That’s Farming editor, Catherina Cunnane, in conversation with Orla Gilligan from County Sligo, who is studying veterinary medicine in the UK, in this week’s Student Focus series.

“I come from a farming background as I grew up on a suckler farm in Strandhill, County Sligo. I have always been surrounded by animals from a young age and loved being out and about on-farm.

The home farm moved away from suckler farming two years ago and is now operated as a mixed enterprise by my brother and his business partner.

The farm follows a regenerative approach with organic principles with pasture-raised eggs, organic beef and pork and organic seasonal vegetables.

The cattle are Belted Galloway steers that are outdoors all year round, and pigs are Duroc/Oxford Sandy and Black-crosses that are kept outdoors throughout the spring and summer.

A rotational grazing system is in place for all the stock on the farm. Everything is grown and sold from the on-site farm shop and to retailers around Sligo.

The local support for the farm has been brilliant.

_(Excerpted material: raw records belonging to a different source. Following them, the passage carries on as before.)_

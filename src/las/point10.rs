//! POINT10 predictive decoder: LAS point data format 0 geometry and
//! per-point attributes (20 bytes).

use byteorder::{LittleEndian, ReadBytesExt, WriteBytesExt};
use log::trace;
use std::io::{Read, Write};

use crate::decoder::RangeDecoder;
use crate::integer::IntegerDecompressor;
use crate::las::util::{u32_zero_bit, NUMBER_RETURN_LEVEL, NUMBER_RETURN_MAP};
use crate::models::SymbolModel;

/// A decoded LAS point data format 0 record.
#[derive(Default, Copy, Clone, PartialEq, Debug)]
pub struct Point10 {
    pub x: i32,
    pub y: i32,
    pub z: i32,
    pub intensity: u16,
    pub return_number: u8,
    pub number_of_returns: u8,
    pub scan_direction_flag: bool,
    pub edge_of_flight_line: bool,
    pub classification: u8,
    pub scan_angle_rank: i8,
    pub user_data: u8,
    pub point_source_id: u16,
}

pub const SIZE: usize = 20;

impl Point10 {
    pub fn unpack_bitfield(&mut self, byte: u8) {
        self.return_number = byte & 0x7;
        self.number_of_returns = (byte >> 3) & 0x7;
        self.scan_direction_flag = ((byte >> 6) & 0x1) != 0;
        self.edge_of_flight_line = ((byte >> 7) & 0x1) != 0;
    }

    pub fn bitfield(&self) -> u8 {
        ((self.edge_of_flight_line as u8) << 7)
            | ((self.scan_direction_flag as u8) << 6)
            | ((self.number_of_returns & 0x7) << 3)
            | (self.return_number & 0x7)
    }

    pub fn read_raw<R: Read>(src: &mut R) -> std::io::Result<Self> {
        let mut p = Self::default();
        p.x = src.read_i32::<LittleEndian>()?;
        p.y = src.read_i32::<LittleEndian>()?;
        p.z = src.read_i32::<LittleEndian>()?;
        p.intensity = src.read_u16::<LittleEndian>()?;
        let bitfield = src.read_u8()?;
        p.unpack_bitfield(bitfield);
        p.classification = src.read_u8()?;
        p.scan_angle_rank = src.read_i8()?;
        p.user_data = src.read_u8()?;
        p.point_source_id = src.read_u16::<LittleEndian>()?;
        Ok(p)
    }

    pub fn write_raw<W: Write>(&self, dst: &mut W) -> std::io::Result<()> {
        dst.write_i32::<LittleEndian>(self.x)?;
        dst.write_i32::<LittleEndian>(self.y)?;
        dst.write_i32::<LittleEndian>(self.z)?;
        dst.write_u16::<LittleEndian>(self.intensity)?;
        dst.write_u8(self.bitfield())?;
        dst.write_u8(self.classification)?;
        dst.write_i8(self.scan_angle_rank)?;
        dst.write_u8(self.user_data)?;
        dst.write_u16::<LittleEndian>(self.point_source_id)?;
        Ok(())
    }
}

/// A sparse array of 256 lazily-allocated symbol models, keyed by the
/// byte value of the "last" point whose model is being consulted.
///
/// Keeping these lazy avoids paying for 256 * 256-symbol models up
/// front when real files typically touch only a handful of distinct
/// bitfield/classification/user_data values per chunk.
#[derive(Debug)]
struct SparseByteModels {
    slots: Vec<Option<SymbolModel>>,
}

impl SparseByteModels {
    fn new() -> Self {
        Self {
            slots: (0..256).map(|_| None).collect(),
        }
    }

    fn reset(&mut self) {
        for slot in self.slots.iter_mut() {
            *slot = None;
        }
    }

    fn get_or_init(&mut self, key: u8) -> &mut SymbolModel {
        self.slots[key as usize].get_or_insert_with(|| SymbolModel::new(256, true))
    }
}

#[derive(Debug)]
struct State {
    last_point: Point10,
    last_intensity: [u16; 16],
    last_x_diff_median: Vec<crate::las::util::StreamingMedian5>,
    last_y_diff_median: Vec<crate::las::util::StreamingMedian5>,
    last_height: [i32; 8],

    changed_values: SymbolModel,
    scan_angle_rank: Vec<SymbolModel>,
    bit_byte: SparseByteModels,
    classification: SparseByteModels,
    user_data: SparseByteModels,
}

impl State {
    fn new() -> Self {
        Self {
            last_point: Point10::default(),
            last_intensity: [0u16; 16],
            last_x_diff_median: (0..16).map(|_| crate::las::util::StreamingMedian5::new()).collect(),
            last_y_diff_median: (0..16).map(|_| crate::las::util::StreamingMedian5::new()).collect(),
            last_height: [0i32; 8],
            changed_values: SymbolModel::new(64, true),
            scan_angle_rank: (0..2).map(|_| SymbolModel::new(256, true)).collect(),
            bit_byte: SparseByteModels::new(),
            classification: SparseByteModels::new(),
            user_data: SparseByteModels::new(),
        }
    }

    fn reset(&mut self) {
        self.last_intensity = [0u16; 16];
        for m in self.last_x_diff_median.iter_mut() {
            *m = crate::las::util::StreamingMedian5::new();
        }
        for m in self.last_y_diff_median.iter_mut() {
            *m = crate::las::util::StreamingMedian5::new();
        }
        self.last_height = [0i32; 8];
        self.changed_values.init(None);
        for m in self.scan_angle_rank.iter_mut() {
            m.init(None);
        }
        self.bit_byte.reset();
        self.classification.reset();
        self.user_data.reset();
    }
}

/// Predictive decoder for the POINT10 LAZ item.
#[derive(Debug)]
pub struct Point10Decompressor {
    ic_intensity: IntegerDecompressor,
    ic_point_source_id: IntegerDecompressor,
    ic_dx: IntegerDecompressor,
    ic_dy: IntegerDecompressor,
    ic_z: IntegerDecompressor,
    state: State,
}

impl Point10Decompressor {
    pub fn new() -> Self {
        Self {
            ic_intensity: IntegerDecompressor::new(16, 4),
            ic_point_source_id: IntegerDecompressor::new(16, 1),
            ic_dx: IntegerDecompressor::new(32, 2),
            ic_dy: IntegerDecompressor::new(32, 22),
            ic_z: IntegerDecompressor::new(32, 20),
            state: State::new(),
        }
    }

    /// Re-initialize all owned models/integer compressors and seed the
    /// predictive state from the chunk's first, raw point. Called once
    /// per chunk boundary.
    pub fn init_with_first_point(&mut self, raw: Point10) {
        self.ic_intensity.init();
        self.ic_point_source_id.init();
        self.ic_dx.init();
        self.ic_dy.init();
        self.ic_z.init();
        self.state.reset();
        self.state.last_point = raw;
        self.state.last_point.intensity = 0;
    }

    pub fn read<R: Read>(&mut self, dec: &mut RangeDecoder<R>) -> std::io::Result<Point10> {
        let changed = dec.decode_symbol(&mut self.state.changed_values)?;

        let (r, n, m, l);
        if changed != 0 {
            if changed & (1 << 5) != 0 {
                let last_bitfield = self.state.last_point.bitfield();
                let b = dec.decode_symbol(self.state.bit_byte.get_or_init(last_bitfield))? as u8;
                self.state.last_point.unpack_bitfield(b);
            }

            r = self.state.last_point.return_number;
            n = self.state.last_point.number_of_returns;
            m = NUMBER_RETURN_MAP[n as usize][r as usize];
            l = NUMBER_RETURN_LEVEL[n as usize][r as usize];

            if changed & (1 << 4) != 0 {
                let ctx = if m < 3 { m as u32 } else { 3 };
                let intensity = self.ic_intensity.decompress(
                    dec,
                    self.state.last_intensity[m as usize] as i32,
                    ctx,
                )? as u16;
                self.state.last_point.intensity = intensity;
                self.state.last_intensity[m as usize] = intensity;
            } else {
                self.state.last_point.intensity = self.state.last_intensity[m as usize];
            }

            if changed & (1 << 3) != 0 {
                let last_classification = self.state.last_point.classification;
                self.state.last_point.classification = dec
                    .decode_symbol(self.state.classification.get_or_init(last_classification))?
                    as u8;
            }

            if changed & (1 << 2) != 0 {
                let delta = dec.decode_symbol(
                    &mut self.state.scan_angle_rank[self.state.last_point.scan_direction_flag as usize],
                )? as u8;
                let prev = self.state.last_point.scan_angle_rank as u8;
                self.state.last_point.scan_angle_rank = prev.wrapping_add(delta) as i8;
            }

            if changed & (1 << 1) != 0 {
                let last_user_data = self.state.last_point.user_data;
                self.state.last_point.user_data =
                    dec.decode_symbol(self.state.user_data.get_or_init(last_user_data))? as u8;
            }

            if changed & 1 != 0 {
                let point_source_id = self.ic_point_source_id.decompress(
                    dec,
                    self.state.last_point.point_source_id as i32,
                    0,
                )? as u16;
                self.state.last_point.point_source_id = point_source_id;
            }
        } else {
            r = self.state.last_point.return_number;
            n = self.state.last_point.number_of_returns;
            m = NUMBER_RETURN_MAP[n as usize][r as usize];
            l = NUMBER_RETURN_LEVEL[n as usize][r as usize];
        }

        trace!("point10: m={} l={} changed={:#08b}", m, l, changed);

        let median_x = self.state.last_x_diff_median[m as usize].get();
        let diff_x = self
            .ic_dx
            .decompress(dec, median_x, (n == 1) as u32)?;
        self.state.last_point.x += diff_x;
        self.state.last_x_diff_median[m as usize].add(diff_x);

        let k = self.ic_dx.k();
        let context_y = (n == 1) as u32 + if k < 20 { u32_zero_bit(k) } else { 20 };
        let median_y = self.state.last_y_diff_median[m as usize].get();
        let diff_y = self.ic_dy.decompress(dec, median_y, context_y)?;
        self.state.last_point.y += diff_y;
        self.state.last_y_diff_median[m as usize].add(diff_y);

        let k_avg = (self.ic_dx.k() + self.ic_dy.k()) / 2;
        let context_z = (n == 1) as u32 + if k_avg < 18 { u32_zero_bit(k_avg) } else { 18 };
        self.state.last_point.z =
            self.ic_z
                .decompress(dec, self.state.last_height[l as usize], context_z)?;
        self.state.last_height[l as usize] = self.state.last_point.z;

        Ok(self.state.last_point)
    }
}

#[cfg(test)]
mod tests {
    use super::*;

    #[test]
    fn bitfield_roundtrips() {
        let mut p = Point10::default();
        p.unpack_bitfield(0b1_1_101_011);
        assert_eq!(p.return_number, 0b011);
        assert_eq!(p.number_of_returns, 0b101);
        assert!(p.scan_direction_flag);
        assert!(p.edge_of_flight_line);
        assert_eq!(p.bitfield(), 0b1_1_101_011);
    }

    #[test]
    fn raw_point_round_trips_through_bytes() {
        let p = Point10 {
            x: 123,
            y: -456,
            z: 789,
            intensity: 4000,
            return_number: 2,
            number_of_returns: 3,
            scan_direction_flag: true,
            edge_of_flight_line: false,
            classification: 7,
            scan_angle_rank: -12,
            user_data: 9,
            point_source_id: 55,
        };
        let mut buf = Vec::new();
        p.write_raw(&mut buf).unwrap();
        assert_eq!(buf.len(), SIZE);
        let back = Point10::read_raw(&mut std::io::Cursor::new(buf)).unwrap();
        assert_eq!(p, back);
    }
}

I think people love the idea that all of the veg, eggs and meat are all reared, grown and sold in one place, and they really get to see where exactly their food comes from.

SETU ag degree 

I am a second-year veterinary medicine student at Harper & Keele Veterinary School in the UK, having enrolled in the course in 2021.

I previously completed an agricultural science degree at South East Technological University (SETU) based at the Waterford campus and graduated from there in 2020.

After graduation, I spent a breeding season working on a stud farm in Tipperary and started looking at options on where I could apply for vet med for the following year.

Vet med was always something I wanted to do for as long as I can remember, so I did a lot of research on studying at home and abroad.

When I got offered a place in the UK after interview, I was delighted. There are a lot of Irish students in the course here, so I definitely think there is a need for a second vet school in Ireland.

As a past student of SETU, I was delighted to see that they have a bid in to host a new vet school.

I think they would be a fantastic candidate as the staff and facilities are excellent, particularly the facilities at Kildalton College.

As part of my ag Science degree, we spent a lot of time in Kildalton and got hands-on experience in the dairy, beef, and sheep units.

This would be a huge asset in terms of vet med teaching, particularly producing vets that have an interest in large animal practice.

The shortage of large animal vets is a big challenge currently facing the veterinary sector. I think SETU is set in a prime location as it is surrounded by a wide range of farming enterprises, from cattle to sheep to horses, which could hopefully help combat this challenge.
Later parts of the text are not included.